Recap: 28 Days of Album Cover Blackness with VSB

Illustration for article titled Recap: 28 Days of Album Cover Blackness with VSB
Image: Miles Davis “On the Corner” (Columbia Records)

Another year, another Black History Month coming to a close. For the past 28 days, The Root has been celebrating Black Joy and how that looks—whether it’s through art, family, food or music. Panama Jackson, senior editor of Very Smart Brothas, has brought us all the joy through the most iconic and Blackest album covers of our time. Granted, there are probably more than 28 out there, but it would be hard to top this series in all of its Blackness.
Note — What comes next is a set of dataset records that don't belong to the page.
use camino::{Utf8Path, Utf8PathBuf};
use serde::{Deserialize, Serialize};

/// File name suffix that marks a mod as disabled without deleting it.
///
/// `example-mod-1.2.0.jar` becomes `example-mod-1.2.0.jar.disabled` when the
/// user disables it from the launcher.
pub const DISABLED_SUFFIX: &str = ".disabled";

/// Classification of a mod record within an instance.
///
/// Only [`ModType::Mods`] records are considered by the mods view; the other
/// categories live in their own directories and have their own views.
#[derive(Debug, Clone, Copy, PartialEq, Eq, Hash, Serialize, Deserialize, Default)]
#[serde(rename_all = "lowercase")]
pub enum ModType {
    #[default]
    Mods,
    ResourcePacks,
    ShaderPacks,
    TexturePacks,
    Worlds,
    Plugins,
}

/// Mod loader that produced an embedded descriptor.
#[derive(Debug, Clone, Copy, PartialEq, Eq, Serialize, Deserialize)]
#[serde(rename_all = "lowercase")]
pub enum ModLoader {
    Fabric,
    Quilt,
    Forge,
    NeoForge,
    /// Pre-1.13 Forge `mcmod.info`
    LegacyForge,
}

/// Descriptor data embedded inside a mod archive.
#[derive(Debug, Clone, PartialEq, Eq, Serialize, Deserialize)]
pub struct InternalModMetadata {
    pub loader: ModLoader,
    pub id: Option<String>,
    pub name: Option<String>,
    pub version: Option<String>,
    pub description: Option<String>,
    #[serde(default)]
    pub authors: Vec<String>,
}

impl InternalModMetadata {
    /// Create an empty descriptor for the given loader
    pub fn new(loader: ModLoader) -> Self {
        Self {
            loader,
            id: None,
            name: None,
            version: None,
            description: None,
            authors: Vec::new(),
        }
    }
}

/// One mod known to (or inferred for) an instance.
///
/// Records are owned by the instance's in-memory collection. A record is either
/// loaded from instance state or synthesized during reconciliation for a file
/// the instance has no record of; synthesized records are flagged `user_added`
/// and are not persisted until the instance model decides to.
#[derive(Debug, Clone, PartialEq, Eq, Serialize, Deserialize)]
pub struct ModRecord {
    /// File name on disk, without any directory component
    pub file: String,

    /// Display name; empty until known
    #[serde(default)]
    pub name: String,

    /// Version string; empty until known
    #[serde(default)]
    pub version: String,

    #[serde(default)]
    pub disabled: bool,

    #[serde(rename = "type", default)]
    pub mod_type: ModType,

    #[serde(default)]
    pub user_added: bool,

    #[serde(default, skip_serializing_if = "Vec::is_empty")]
    pub internal_metadata: Vec<InternalModMetadata>,
}

impl ModRecord {
    /// Create a record for a file the instance already knows about
    pub fn new(file: impl Into<String>, name: impl Into<String>, version: impl Into<String>) -> Self {
        Self {
            file: file.into(),
            name: name.into(),
            version: version.into(),
            disabled: false,
            mod_type: ModType::Mods,
            user_added: false,
            internal_metadata: Vec::new(),
        }
    }

    pub fn is_enabled(&self) -> bool {
        !self.disabled
    }

    /// Whether the archive's embedded descriptors have already been read
    pub fn has_internal_metadata(&self) -> bool {
        !self.internal_metadata.is_empty()
    }
}

/// A mod file discovered on disk.
#[derive(Debug, Clone, PartialEq, Eq, Hash)]
pub struct ModFileEntry {
    path: Utf8PathBuf,
}

impl ModFileEntry {
    pub fn new(path: impl Into<Utf8PathBuf>) -> Self {
        Self { path: path.into() }
    }

    pub fn path(&self) -> &Utf8Path {
        &self.path
    }

    /// File name component, or the empty string for a path without one
    pub fn file_name(&self) -> &str {
        self.path.file_name().unwrap_or_default()
    }

    /// Path relative to the instance root with `/` separators, used as the
    /// row key.
    ///
    /// Falls back to the full path when the file lives outside `root`.
    pub fn relative_to(&self, root: &Utf8Path) -> String {
        match self.path.strip_prefix(root) {
            Ok(relative) => relative
                .components()
                .map(|component| component.as_str())
                .collect::<Vec<_>>()
                .join("/"),
            Err(_) => self.path.as_str().to_string(),
        }
    }
}

/// Association of a discovered file with its record for one reconciliation pass.
#[derive(Debug, Clone, PartialEq, Eq)]
pub struct ReconciledPair {
    pub entry: ModFileEntry,
    pub record: ModRecord,
}
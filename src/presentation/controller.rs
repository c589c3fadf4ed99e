// ModsController - runs one reconciliation pass for the mods view
//
// Flow of a pass:
// 1. Scan the instance's mod directories
// 2. Reconcile files against the instance's records
// 3. Dispatch the initial rows to the presentation thread
// 4. Submit every pair to the enrichment pool, then shut the pool down
// 5. Forward each RowUpdate from the update channel to the presentation thread
// 6. Mark the pass finished once every task has completed

use anyhow::{Context, Result};
use camino::Utf8PathBuf;
use std::sync::Arc;
use tokio::runtime::Handle;
use tokio::sync::mpsc;

use super::bridge::PresentationHandle;
use super::table::ModRow;
use super::view::ModsView;
use crate::metrics::Metrics;
use crate::models::{Instance, Settings};
use crate::services::{EnrichmentPool, MetadataReader, ModReconciler, RowUpdate};

/// Outcome of one pass
#[derive(Debug, Clone, Copy, Default, PartialEq, Eq)]
pub struct PassSummary {
    /// Files found on disk
    pub files: usize,

    /// Files with no record that got a placeholder
    pub synthesized: usize,

    pub enriched: usize,
    pub failed: usize,
}

/// Wires the scanner, reconciler and enrichment pool to the presentation thread.
pub struct ModsController {
    settings: Settings,
    view: PresentationHandle<ModsView>,
    runtime: Handle,
    reconciler: ModReconciler,
    reader: Arc<MetadataReader>,
    metrics: Arc<Metrics>,
}

impl ModsController {
    pub fn new(
        settings: Settings,
        view: PresentationHandle<ModsView>,
        runtime: Handle,
        metrics: Arc<Metrics>,
    ) -> Self {
        let reconciler = ModReconciler::new(settings.disabled_suffix.clone());
        let reader = Arc::new(MetadataReader::new(settings.disabled_suffix.clone()));

        Self {
            settings,
            view,
            runtime,
            reconciler,
            reader,
            metrics,
        }
    }

    /// Directories of `instance` that hold regular mods
    pub fn mod_directories(&self, instance: &dyn Instance) -> Vec<Utf8PathBuf> {
        let root = instance.root();
        self.settings
            .mod_directories
            .iter()
            .map(|dir| root.join(dir))
            .collect()
    }

    /// Run a full pass for `instance`.
    ///
    /// Resolves after every enrichment result has been queued to the
    /// presentation thread, followed by the end-of-pass marker.
    pub async fn run_pass(&self, instance: &dyn Instance) -> Result<PassSummary> {
        let root = instance.root();
        let dirs = self.mod_directories(instance);

        tracing::info!("Starting mod reconciliation for {}", root);

        let paths = instance.mod_paths_from_filesystem(&dirs);
        self.metrics.record_files_scanned(paths.len());

        let records = instance.mods();
        let (pairs, synthesized) = self.reconciler.reconcile_counted(&paths, &records);
        self.metrics.record_synthesized(synthesized);

        tracing::info!(
            "Reconciled {} files against {} records ({} synthesized)",
            pairs.len(),
            records.len(),
            synthesized
        );

        let rows: Vec<ModRow> = pairs.iter().map(|pair| ModRow::from_pair(pair, &root)).collect();
        let pass_records = rows
            .iter()
            .zip(&pairs)
            .map(|(row, pair)| (row.key.clone(), pair.record.clone()))
            .collect();
        self.view.dispatch(move |view| view.begin_pass(rows, pass_records));
        self.metrics.record_update_dispatched();

        let (update_tx, update_rx) = mpsc::unbounded_channel::<RowUpdate>();
        let forwarder = self.runtime.spawn(Self::forward_updates(
            update_rx,
            self.view.clone(),
            Arc::clone(&self.metrics),
        ));

        let mut pool = EnrichmentPool::new(
            self.runtime.clone(),
            self.settings.enrichment_workers,
            Arc::clone(&self.reader),
            update_tx,
            Arc::clone(&self.metrics),
        );

        let files = pairs.len();
        for pair in pairs {
            let row_key = pair.entry.relative_to(&root);
            pool.submit(row_key, pair)
                .context("Failed to submit enrichment task")?;
        }

        let run = pool.shutdown();
        tracing::debug!("Submitted {} enrichment tasks", run.len());

        let outcome = run.wait().await;

        // Every sender is gone once the tasks are done, so this ends promptly
        let forwarded = forwarder.await.context("Update forwarder failed")?;
        tracing::debug!("Forwarded {} updates to the presentation thread", forwarded);

        self.view.dispatch(ModsView::finish_pass);
        self.metrics.record_update_dispatched();

        let summary = PassSummary {
            files,
            synthesized,
            enriched: outcome.enriched,
            failed: outcome.failed,
        };

        tracing::info!(
            "Mod reconciliation completed: {} files, {} enriched, {} fell back",
            summary.files,
            summary.enriched,
            summary.failed
        );

        Ok(summary)
    }

    /// Single consumer of the update channel; marshals each result onto the
    /// presentation thread's queue.
    async fn forward_updates(
        mut updates: mpsc::UnboundedReceiver<RowUpdate>,
        view: PresentationHandle<ModsView>,
        metrics: Arc<Metrics>,
    ) -> usize {
        let mut forwarded = 0;

        while let Some(update) = updates.recv().await {
            view.dispatch(move |view| view.apply_update(update));
            metrics.record_update_dispatched();
            forwarded += 1;
        }

        forwarded
    }
}
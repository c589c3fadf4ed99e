//! Reading descriptors embedded in mod archives and deriving display values.
//!
//! Mod jars carry one of several loader descriptors:
//! - Fabric: `fabric.mod.json`
//! - Quilt: `quilt.mod.json`
//! - Forge 1.13+: `META-INF/mods.toml`
//! - NeoForge: `META-INF/neoforge.mods.toml`
//! - Legacy Forge: `mcmod.info` (a JSON array, or an object with `modList`)
//!
//! When no descriptor yields a value, names and versions fall back to the
//! record's stored values and finally to heuristics over the file name.

use camino::Utf8Path;
use regex::Regex;
use serde_json::Value;
use std::fs::File;
use std::io::{BufReader, Read, Seek};
use thiserror::Error;
use zip::ZipArchive;
use zip::result::ZipError;

use crate::models::{DISABLED_SUFFIX, InternalModMetadata, ModLoader, ModRecord};

/// Placeholder Forge build tooling leaves in `mods.toml` for the jar version
const JAR_VERSION_PLACEHOLDER: &str = "${file.jarVersion}";

/// Errors that can occur while reading a mod archive
#[derive(Error, Debug)]
pub enum MetadataError {
    #[error("Failed to read {path}: {source}")]
    Io {
        path: String,
        #[source]
        source: std::io::Error,
    },

    #[error("{path} is not a readable archive: {source}")]
    Archive {
        path: String,
        #[source]
        source: ZipError,
    },

    #[error("Malformed {descriptor} in {path}: {message}")]
    Descriptor {
        path: String,
        descriptor: &'static str,
        message: String,
    },
}

/// Reads archive descriptors and derives display names and versions.
///
/// Holds the pre-compiled file name patterns; cheap to share behind an `Arc`.
#[derive(Debug, Clone)]
pub struct MetadataReader {
    /// Splits `name-1.2.3` style stems into a name and a version
    versioned_stem_pattern: Regex,

    disabled_suffix: String,
}

impl MetadataReader {
    pub fn new(disabled_suffix: impl Into<String>) -> Self {
        Self {
            versioned_stem_pattern: Regex::new(
                r"^(?P<name>.+?)[-_ +]v?(?P<version>\d+(?:\.\d+)*(?:[-+.][0-9A-Za-z.+-]*)?)$",
            )
            .expect("Invalid versioned stem regex"),
            disabled_suffix: disabled_suffix.into(),
        }
    }

    /// Open `path` as an archive and read every descriptor it carries.
    ///
    /// An archive without any known descriptor yields an empty list.
    pub fn scan_internal_metadata(&self, path: &Utf8Path) -> Result<Vec<InternalModMetadata>, MetadataError> {
        let file = File::open(path).map_err(|source| MetadataError::Io {
            path: path.to_string(),
            source,
        })?;

        read_descriptors(BufReader::new(file), path.as_str())
    }

    /// Display name for a row: descriptor name, then stored name, then file name.
    pub fn name_from_file(&self, record: &ModRecord, metadata: &[InternalModMetadata], path: &Utf8Path) -> String {
        if let Some(name) = metadata.iter().find_map(|m| non_empty(m.name.as_deref())) {
            return name.to_string();
        }

        if !record.name.is_empty() {
            return record.name.clone();
        }

        let stem = self.file_stem(path);
        let base = match self.versioned_stem_pattern.captures(&stem) {
            Some(caps) => caps["name"].to_string(),
            None => stem,
        };

        humanize(&base)
    }

    /// Version for a row: descriptor version, then stored version, then a
    /// version-looking suffix of the file name, else empty.
    pub fn version_from_file(&self, record: &ModRecord, metadata: &[InternalModMetadata], path: &Utf8Path) -> String {
        if let Some(version) = metadata.iter().find_map(|m| non_empty(m.version.as_deref())) {
            return version.to_string();
        }

        if !record.version.is_empty() {
            return record.version.clone();
        }

        let stem = self.file_stem(path);
        self.versioned_stem_pattern
            .captures(&stem)
            .map(|caps| caps["version"].to_string())
            .unwrap_or_default()
    }

    /// File name without the disabled suffix and without its extension
    fn file_stem(&self, path: &Utf8Path) -> String {
        let file_name = path.file_name().unwrap_or_default();
        let active_name = if self.disabled_suffix.is_empty() {
            file_name
        } else {
            file_name.strip_suffix(self.disabled_suffix.as_str()).unwrap_or(file_name)
        };

        Utf8Path::new(active_name)
            .file_stem()
            .unwrap_or(active_name)
            .to_string()
    }
}

impl Default for MetadataReader {
    fn default() -> Self {
        Self::new(DISABLED_SUFFIX)
    }
}

/// Read all known descriptors from an archive stream.
///
/// `label` identifies the source in error messages. A malformed descriptor is
/// logged and skipped; only archive-level failures are returned as errors.
pub fn read_descriptors<R: Read + Seek>(reader: R, label: &str) -> Result<Vec<InternalModMetadata>, MetadataError> {
    let mut archive = ZipArchive::new(reader).map_err(|source| MetadataError::Archive {
        path: label.to_string(),
        source,
    })?;

    let mut found = Vec::new();

    if let Some(content) = read_entry(&mut archive, "fabric.mod.json", label)? {
        match parse_json(&content, "fabric.mod.json", label) {
            Ok(json) => found.push(parse_fabric(&json)),
            Err(e) => skip_descriptor(&e),
        }
    }

    if let Some(content) = read_entry(&mut archive, "quilt.mod.json", label)? {
        match parse_json(&content, "quilt.mod.json", label) {
            Ok(json) => found.push(parse_quilt(&json)),
            Err(e) => skip_descriptor(&e),
        }
    }

    for (entry_name, loader) in [
        ("META-INF/mods.toml", ModLoader::Forge),
        ("META-INF/neoforge.mods.toml", ModLoader::NeoForge),
    ] {
        let Some(content) = read_entry(&mut archive, entry_name, label)? else {
            continue;
        };

        let mut parsed = match parse_mods_toml(&content, loader, entry_name, label) {
            Ok(parsed) => parsed,
            Err(e) => {
                skip_descriptor(&e);
                continue;
            }
        };

        if parsed
            .iter()
            .any(|m| m.version.as_deref() == Some(JAR_VERSION_PLACEHOLDER))
        {
            let jar_version = read_entry(&mut archive, "META-INF/MANIFEST.MF", label)?
                .and_then(|manifest| implementation_version(&manifest));
            for metadata in &mut parsed {
                if metadata.version.as_deref() == Some(JAR_VERSION_PLACEHOLDER) {
                    metadata.version = jar_version.clone();
                }
            }
        }
        found.extend(parsed);
    }

    if let Some(content) = read_entry(&mut archive, "mcmod.info", label)? {
        match parse_json(&content, "mcmod.info", label) {
            Ok(json) => found.extend(parse_mcmod_info(&json)),
            Err(e) => skip_descriptor(&e),
        }
    }

    tracing::trace!("Read {} descriptors from {}", found.len(), label);
    Ok(found)
}

fn read_entry<R: Read + Seek>(
    archive: &mut ZipArchive<R>,
    name: &str,
    label: &str,
) -> Result<Option<String>, MetadataError> {
    let mut entry = match archive.by_name(name) {
        Ok(entry) => entry,
        Err(ZipError::FileNotFound) => return Ok(None),
        Err(source) => {
            return Err(MetadataError::Archive {
                path: label.to_string(),
                source,
            });
        }
    };

    let mut content = String::new();
    entry
        .read_to_string(&mut content)
        .map_err(|source| MetadataError::Io {
            path: format!("{}!/{}", label, name),
            source,
        })?;

    Ok(Some(content))
}

fn skip_descriptor(error: &MetadataError) {
    tracing::warn!("Skipping descriptor: {}", error);
}

fn parse_json(content: &str, descriptor: &'static str, label: &str) -> Result<Value, MetadataError> {
    serde_json::from_str(content.trim_start_matches('\u{feff}')).map_err(|e| MetadataError::Descriptor {
        path: label.to_string(),
        descriptor,
        message: e.to_string(),
    })
}

fn parse_fabric(json: &Value) -> InternalModMetadata {
    let mut metadata = InternalModMetadata::new(ModLoader::Fabric);
    metadata.id = string_field(json, "id");
    metadata.name = string_field(json, "name");
    metadata.version = string_field(json, "version");
    metadata.description = string_field(json, "description");
    metadata.authors = people(json.get("authors"));
    metadata
}

fn parse_quilt(json: &Value) -> InternalModMetadata {
    let mut metadata = InternalModMetadata::new(ModLoader::Quilt);
    let Some(loader) = json.get("quilt_loader") else {
        return metadata;
    };

    metadata.id = string_field(loader, "id");
    metadata.version = string_field(loader, "version");

    if let Some(info) = loader.get("metadata") {
        metadata.name = string_field(info, "name");
        metadata.description = string_field(info, "description");
        if let Some(contributors) = info.get("contributors").and_then(Value::as_object) {
            metadata.authors = contributors.keys().cloned().collect();
        }
    }

    metadata
}

fn parse_mods_toml(
    content: &str,
    loader: ModLoader,
    descriptor: &'static str,
    label: &str,
) -> Result<Vec<InternalModMetadata>, MetadataError> {
    let value: toml::Value = content.parse().map_err(|e: toml::de::Error| MetadataError::Descriptor {
        path: label.to_string(),
        descriptor,
        message: e.to_string(),
    })?;

    let Some(mods) = value.get("mods").and_then(toml::Value::as_array) else {
        return Ok(Vec::new());
    };

    Ok(mods
        .iter()
        .map(|entry| {
            let field = |key: &str| entry.get(key).and_then(toml::Value::as_str).map(str::to_string);
            let mut metadata = InternalModMetadata::new(loader);
            metadata.id = field("modId");
            metadata.name = field("displayName");
            metadata.version = field("version");
            metadata.description = field("description").map(|d| d.trim().to_string());
            metadata.authors = field("authors")
                .map(|authors| split_authors(&authors))
                .unwrap_or_default();
            metadata
        })
        .collect())
}

fn parse_mcmod_info(json: &Value) -> Vec<InternalModMetadata> {
    let entries = json
        .as_array()
        .or_else(|| json.get("modList").and_then(Value::as_array));

    entries
        .map(|entries| {
            entries
                .iter()
                .map(|entry| {
                    let mut metadata = InternalModMetadata::new(ModLoader::LegacyForge);
                    metadata.id = string_field(entry, "modid");
                    metadata.name = string_field(entry, "name");
                    metadata.version = string_field(entry, "version");
                    metadata.description = string_field(entry, "description");
                    metadata.authors = people(entry.get("authorList").or_else(|| entry.get("authors")));
                    metadata
                })
                .collect()
        })
        .unwrap_or_default()
}

/// `Implementation-Version` from a jar manifest
fn implementation_version(manifest: &str) -> Option<String> {
    manifest.lines().find_map(|line| {
        line.strip_prefix("Implementation-Version:")
            .map(|v| v.trim().to_string())
            .filter(|v| !v.is_empty())
    })
}

fn string_field(json: &Value, key: &str) -> Option<String> {
    json.get(key).and_then(Value::as_str).map(str::to_string)
}

/// Author lists are either plain strings or `{ "name": ... }` objects
fn people(value: Option<&Value>) -> Vec<String> {
    value
        .and_then(Value::as_array)
        .map(|people| {
            people
                .iter()
                .filter_map(|person| match person {
                    Value::String(name) => Some(name.clone()),
                    Value::Object(_) => string_field(person, "name"),
                    _ => None,
                })
                .collect()
        })
        .unwrap_or_default()
}

fn split_authors(authors: &str) -> Vec<String> {
    authors
        .split([',', '&'])
        .map(str::trim)
        .filter(|a| !a.is_empty())
        .map(str::to_string)
        .collect()
}

fn non_empty(value: Option<&str>) -> Option<&str> {
    value.map(str::trim).filter(|v| !v.is_empty())
}

fn humanize(base: &str) -> String {
    base.replace(['-', '_'], " ").split_whitespace().collect::<Vec<_>>().join(" ")
}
A slew of my personal favorites made this list—Miles Davis in particular because Sundays were for jazz in my house and this particular album stayed on “heavy rotation.” On top of that, I’m sure many of them have played on repeat in Black households since they came out. Panama has done us the honor of making this list, to begin with, and I’m just here to put them together so we can look back and think, “ah yes, this is Black joy with some of the most iconic music moments to look back on.”

Panama Jackson is the Senior Editor of Very Smart Brothas. He's pretty fly for a light guy. You can find him at your mama's mama's house drinking all her brown liquors.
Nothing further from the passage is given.